Five A's of Coaching

One of the challenges of coaching in the workplace is establishing a coaching routine. The coaching process involves creating a framework for how a manager routinely approaches the development of team members through the application of good coaching skills. While coaching skills are the “what” of a team member’s development, the coaching process is “how” to accomplish that development. The Five A’s—Assessment, Agreement, Action Planning, Analysis, and Acknowledgment—are an effective way to integrate coaching into a manager’s work routine. Let’s examine each phase in detail.

Assessment

Good coaching begins with an in-depth assessment by the manager and the team member to determine what the team member is doing well and opportunities for improvement. The manager and team member completing this assessment together allows the manager and team member to determine whether they align on the team member’s performance and areas for improvement. This should be a two-way discussion with both people candidly sharing their insights about the team member’s strengths and opportunities for improvement. This assessment needs to be unbiased and based on evidence such as observations, competencies, and key metrics that define the team member’s role.

Agreement

After completing a comprehensive assessment and aligning on the findings, the manager and team member need to agree on a reasonable, relevant, specific coaching objective that will help the team member be more effective in the role. This agreement is crucial because the team member’s agreement to the coaching objective serves as a commitment to perform the work toward achieving the objective, which may be challenging and require the team member to change.

The manager should play the role of facilitator when gaining agreement on a coaching objective. If the team member is experienced and has been performing the role for some time, the manager should ask good discovery questions about the assessment outcomes to help the team member self-identify the coaching need. But if the team member is new to the role, the manager may need to be more directive.

Action Planning

This is the planning phase of coaching where the manager and the team member map out how the team member will accomplish the coaching objective. When learning new knowledge, skills, or behaviors, whoever is doing the work is doing the learning. Therefore, the team member needs to be actively involved in the development. Simply telling a team member how to do something usually doesn’t result in much development. The team member needs to try the new knowledge, skills, or behaviors in a safe, realistic situation to truly master it.

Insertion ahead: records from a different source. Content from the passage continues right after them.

//! HTTP front end for the EC2 Query API.

use std::{sync::Arc, time::Instant};

use axum::{
    body::Bytes,
    extract::{Path, RawQuery, Request, State},
    http::{header::CONTENT_TYPE, StatusCode},
    middleware::{self, Next},
    response::{IntoResponse, Response},
    routing::get,
    Router,
};
use tokio::net::TcpListener;
use tracing::{error, info};

use crate::{
    config::AdapterConfig,
    ec2::{self, render, Params, Reply},
    vdc::{VdcApi, VdcClient},
    Error, Result,
};

const XML_CONTENT_TYPE: &str = "text/xml; charset=UTF-8";
const TEXT_CONTENT_TYPE: &str = "text/plain; charset=utf-8";

#[derive(Clone)]
pub struct AppState {
    config: Arc<AdapterConfig>,
    vdc: Arc<dyn VdcApi>,
}

impl AppState {
    pub fn new(config: AdapterConfig, vdc: Arc<dyn VdcApi>) -> Self {
        Self {
            config: Arc::new(config),
            vdc,
        }
    }

    /// State backed by a [`VdcClient`] built from `config`.
    pub fn connect(config: AdapterConfig) -> Result<Self> {
        let client = VdcClient::new(&config)?;
        info!(base_url = %client.base_url(), "using VDC API");
        Ok(Self::new(config, Arc::new(client)))
    }

    pub fn config(&self) -> &AdapterConfig {
        &self.config
    }
}

pub fn router(state: AppState) -> Router {
    Router::new()
        .route("/", get(query_handler).post(query_handler))
        .route("/{action}", get(action_handler).post(action_handler))
        .layer(middleware::from_fn(access_log_middleware))
        .with_state(state)
}

pub async fn serve(listener: TcpListener, state: AppState) -> std::io::Result<()> {
    axum::serve(listener, router(state)).await
}

async fn access_log_middleware(request: Request, next: Next) -> Response {
    let method = request.method().clone();
    let uri = request.uri().to_string();
    let started = Instant::now();
    let response = next.run(request).await;
    info!(
        method = %method,
        uri = %uri,
        status = response.status().as_u16(),
        elapsed_ms = started.elapsed().as_millis(),
        "http access"
    );
    response
}

async fn query_handler(
    State(state): State<AppState>,
    RawQuery(query): RawQuery,
    body: Bytes,
) -> Response {
    handle(&state, None, query.as_deref(), &body).await
}

async fn action_handler(
    State(state): State<AppState>,
    Path(action): Path<String>,
    RawQuery(query): RawQuery,
    body: Bytes,
) -> Response {
    handle(&state, Some(&action), query.as_deref(), &body).await
}

async fn handle(
    state: &AppState,
    fallback: Option<&str>,
    query: Option<&str>,
    body: &[u8],
) -> Response {
    let result: Result<Reply> = async {
        let request = ec2::Request::new(parse_params(query, body)?, fallback);
        ec2::dispatch(state.vdc.as_ref(), &state.config, &request).await
    }
    .await;

    match result {
        Ok(reply) => reply.into_response(),
        Err(err) => {
            error!(code = err.code(), "request failed: {err}");
            err.into_response()
        }
    }
}

/// Merge query-string and form-body parameters; the body wins on duplicates.
pub fn parse_params(query: Option<&str>, body: &[u8]) -> Result<Params> {
    let mut params: Params = serde_urlencoded::from_str::<Vec<(String, String)>>(
        query.unwrap_or_default(),
    )?
    .into_iter()
    .collect();
    params.extend(serde_urlencoded::from_bytes::<Vec<(String, String)>>(body)?);
    Ok(params)
}

fn status_of(err: &Error) -> StatusCode {
    match err {
        Error::Transport { .. } => StatusCode::SERVICE_UNAVAILABLE,
        Error::Decode { .. } => StatusCode::BAD_GATEWAY,
        Error::MalformedQuery(_) => StatusCode::BAD_REQUEST,
        Error::BaseUrl(_) | Error::PartialBatch { .. } => StatusCode::INTERNAL_SERVER_ERROR,
    }
}

impl IntoResponse for Reply {
    fn into_response(self) -> Response {
        match self {
            Reply::Document(body) => {
                (StatusCode::OK, [(CONTENT_TYPE, XML_CONTENT_TYPE)], body).into_response()
            }
            Reply::Unsupported(body) => {
                (StatusCode::OK, [(CONTENT_TYPE, TEXT_CONTENT_TYPE)], body).into_response()
            }
        }
    }
}

impl IntoResponse for Error {
    fn into_response(self) -> Response {
        let body = render::error_response(self.code(), &self.to_string());
        (status_of(&self), [(CONTENT_TYPE, XML_CONTENT_TYPE)], body).into_response()
    }
}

A good action plan builds sequentially until the team member achieves the coaching objective. Each step in the process should be action oriented, meaning it requires some type of work, it should be measurable, and should have a time frame for completion associated with it.

Analysis

As the team member is performing the work defined in the development action plan, the manager should be analyzing progress. The team member also should be doing this, but the manager’s role is to objectively judge what is going well and what could improve and determine whether the team member’s action plan requires update or modification. The manager should base this analysis on the agreed-upon expectation of what the team member needs to accomplish according to the development plan. The manager and the team member must align on what good looks and sounds like at the beginning of the coaching process for an effective analysis to occur. Hard evidence, such as data and observation of behaviors, should form the foundation of the analysis.

Acknowledgment

The natural result of the action plan implementation and the analysis should be acknowledgment of the progress, or the lack thereof, by the team member. Acknowledging improvement and efforts goes a long way toward building positive momentum in the team member’s development. Good coaching is more than simply acknowledging the result of the development. A manager should also recognize the application of the new knowledge, skills, or behaviors so the team member knows what specifically has improved or failed to improve. The manager should always base effective feedback, like analysis, on evidence that focuses on the knowledge, skills, or behaviors, not on the team member personally.

In-Person and Virtual Coaching

Can the manager apply the Five A’s of coaching in a virtual work setting from a distance? Absolutely! The Five A’s work just as effectively whether you are coaching in person or remotely. The one challenge of applying the Five A’s from a distance is that the manager may have to work harder to gather evidence of the team member’s progress in the Analysis phase, especially if the team member is developing a new behavior or skill. The manager may not be able to observe the team member apply the new skill or behavior in a realistic on-the-job setting. This is when good discovery questions that encourage the team member to share what specifically happened are vital to the coaching process.

Summary: Integrating Coaching into Your Management Routine

The Five A’s provide a manager with an effective process for integrating coaching into the daily management role. The process begins with the manager and team member assessing the team member’s performance to uncover strengths and opportunities, then agreeing on a specific coaching objective, followed by the creation of an action plan. While the team member is implementing the action plan, the manager needs to carefully and objectively analyze the performance to look for progress. Then the manager should acknowledge any improvement or opportunities to course correct with good evidence-based feedback. This process works well in both in-person and virtual settings.